Li Zhu, Li Na, Li Fang, Zhou Zhihua, Sang Jiao, Chen Yanping, Han Qunying, Lv Yi, Liu Zhengwen
Department of Infectious Diseases, First Affiliated Hospital of Xi'an Jiaotong University Department of Infectious Diseases, Yanan University Affiliated Hospital, Yanan Department of Hepatobiliary Surgery, First Affiliated Hospital of Xi'an Jiaotong University Institute of Advanced Surgical Technology and Engineering, Xi'an Jiaotong University, Xi' an, Shaanxi, China.
Medicine (Baltimore). 2016 Dec;95(52):e5749. doi: 10.1097/MD.0000000000005749.
Immune checkpoint proteins programmed death-1 (PD-1) and T-cell immunoglobulin domain and mucin domain containing molecule-3 (TIM-3) expression and their gene polymorphisms have separately been shown to be associated with hepatitis B virus (HBV) infection and hepatocellular carcinoma (HCC). This study simultaneously examined PD-1 and TIM-3 expression in liver tissues and PD1 and TIM3 polymorphisms and analyzed their correlations in 171 patients with HBV-related HCC and 34 patients with HBV-related cirrhosis.PD-1 and TIM-3 expression in liver tissues were examined by immunohistochemistry and the genotypes of PD1 rs10204525 and TIM3 rs10053538 polymorphisms were determined using genomic DNA extracted from peripheral blood as template.Both PD-1 and TIM-3 expressions in liver infiltrating lymphocytes of HCC tumor tissues were significantly higher than those in tumor adjacent tissues or cirrhotic tissues. The elevated PD-1 and TIM-3 expressions were significantly associated with higher tumor grades. The levels between PD-1 and TIM-3 expression in tumor tissues and tumor adjacent tissues had a significant positive intercorrelation. The expressions of PD-1 and TIM-3 in tumor tissues, tumor adjacent tissues, and cirrhotic tissues were significantly associated with PD1 and TIM3 polymorphisms, with genotype AA of PD1 rs10204525 and genotypes GT+TT of TIM3 rs10053538 being associated with significantly increased PD-1 and TIM-3 expression, respectively.These findings support the potential to improve the efficiency of immune checkpoint-targeted therapy and reduce resistance to the therapy by blocking both PD-1 and TIM-3 and suggest the potential to apply the genotype determination of PD1 rs10204525 and TIM3 rs10053538 as biomarkers of immune checkpoint-directed therapies.

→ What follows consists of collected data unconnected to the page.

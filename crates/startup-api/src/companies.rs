//! Company routes

use crate::handlers::{
    default_page, default_per_page, parse_id, ApiError, ApiJson, ApiQuery, AppState, PageParams,
};
use axum::{
    extract::{Path, State},
    http::StatusCode,
    response::Json,
};
use serde::{Deserialize, Serialize};
use startup_domain::traits::{CompanyQuery, CompanyStore};
use startup_domain::{Company, CompanyUpdate, NewCompany, Product};
use tracing::info;

/// Query parameters for `GET /companies`
#[derive(Debug, Deserialize)]
pub struct CompanyListParams {
    /// 1-based page
    #[serde(default = "default_page")]
    pub page: u32,
    /// Rows per page
    #[serde(default = "default_per_page")]
    pub per_page: u32,
    /// Exact industry label
    pub industry: Option<String>,
}

/// One page of companies
#[derive(Debug, Serialize, Deserialize)]
pub struct CompanyListResponse {
    /// Matching rows across all pages
    pub total: u64,
    /// Requested page
    pub page: u32,
    /// Requested page size
    pub per_page: u32,
    /// Number of pages
    pub total_pages: u64,
    /// Rows on this page
    pub companies: Vec<Company>,
}

/// A company with its products
#[derive(Debug, Serialize, Deserialize)]
pub struct CompanyDetail {
    /// Company fields
    #[serde(flatten)]
    pub company: Company,
    /// Owned products in insertion order
    pub products: Vec<Product>,
}

/// Body of `DELETE /companies/{id}`
#[derive(Debug, Serialize, Deserialize)]
pub struct CompanyDeleted {
    /// Human-readable outcome
    pub message: String,
    /// Products removed with the company
    pub deleted_products: usize,
}

/// GET /companies
pub async fn list_companies(
    State(state): State<AppState>,
    ApiQuery(params): ApiQuery<CompanyListParams>,
) -> Result<Json<CompanyListResponse>, ApiError> {
    let page = PageParams {
        page: params.page,
        per_page: params.per_page,
    }
    .into_request()?;

    let query = CompanyQuery {
        industry: params.industry,
        page,
    };
    let result = state.store()?.list_companies(&query)?;

    Ok(Json(CompanyListResponse {
        total: result.total,
        page: result.page,
        per_page: result.per_page,
        total_pages: result.total_pages,
        companies: result.items,
    }))
}

/// GET /companies/{id}
pub async fn get_company(
    State(state): State<AppState>,
    Path(id): Path<String>,
) -> Result<Json<CompanyDetail>, ApiError> {
    let id = parse_id(&id, "Company")?;
    let store = state.store()?;

    let company = store
        .get_company(id)?
        .ok_or_else(|| ApiError::NotFound("Company not found".to_string()))?;
    let products = store.products_for_company(id)?;

    Ok(Json(CompanyDetail { company, products }))
}

/// POST /companies
pub async fn create_company(
    State(state): State<AppState>,
    ApiJson(company): ApiJson<NewCompany>,
) -> Result<(StatusCode, Json<Company>), ApiError> {
    let company = state.store()?.insert_company(company)?;
    info!(id = %company.id, name = %company.name, "Company created");
    Ok((StatusCode::CREATED, Json(company)))
}

/// PUT /companies/{id}
pub async fn update_company(
    State(state): State<AppState>,
    Path(id): Path<String>,
    ApiJson(update): ApiJson<CompanyUpdate>,
) -> Result<Json<Company>, ApiError> {
    let id = parse_id(&id, "Company")?;
    let company = state
        .store()?
        .update_company(id, update)?
        .ok_or_else(|| ApiError::NotFound("Company not found".to_string()))?;
    Ok(Json(company))
}

/// DELETE /companies/{id}
pub async fn delete_company(
    State(state): State<AppState>,
    Path(id): Path<String>,
) -> Result<Json<CompanyDeleted>, ApiError> {
    let id = parse_id(&id, "Company")?;
    let mut store = state.store()?;
    let not_found = || ApiError::NotFound("Company not found".to_string());

    let company = store.get_company(id)?.ok_or_else(not_found)?;
    let deleted_products = store.delete_company(id)?.ok_or_else(not_found)?;

    info!(%id, deleted_products, "Company deleted");
    Ok(Json(CompanyDeleted {
        message: format!("Company '{}' deleted successfully", company.name),
        deleted_products,
    }))
}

免疫检查点蛋白程序性死亡受体 1(PD-1)和含 T 细胞免疫球蛋白结构域和粘蛋白结构域分子 3(TIM-3)的表达及其基因多态性已分别被证明与乙型肝炎病毒(HBV)感染和肝细胞癌(HCC)相关。本研究同时检测了 171 例 HBV 相关 HCC 患者和 34 例 HBV 相关肝硬化患者肝组织中 PD-1 和 TIM-3 的表达以及 PD1 和 TIM3 基因多态性,并分析了它们之间的相关性。采用免疫组织化学法检测肝组织中 PD-1 和 TIM-3 的表达,以从外周血提取的基因组 DNA 为模板,使用聚合酶链反应-限制性片段长度多态性(PCR-RFLP)方法检测 PD1 rs10204525 和 TIM3 rs10053538 多态性的基因型。HCC 肿瘤组织肝浸润淋巴细胞中的 PD-1 和 TIM-3 表达均显著高于肿瘤邻近组织或肝硬化组织。PD-1 和 TIM-3 表达升高与更高的肿瘤分级显著相关。肿瘤组织与肿瘤邻近组织中 PD-1 和 TIM-3 表达水平之间存在显著正相关。肿瘤组织、肿瘤邻近组织和肝硬化组织中 PD-1 和 TIM-3 的表达与 PD1 和 TIM3 基因多态性显著相关,PD1 rs10204525 的 AA 基因型和 TIM3 rs10053538 的 GT+TT 基因型分别与 PD-1 和 TIM-3 表达显著增加相关。这些发现支持通过同时阻断 PD-1 和 TIM-3 提高免疫检查点靶向治疗效率并降低治疗耐药性的潜力,并提示将 PD1 rs10204525 和 TIM3 rs10053538 的基因型测定作为免疫检查点导向治疗生物标志物的潜力。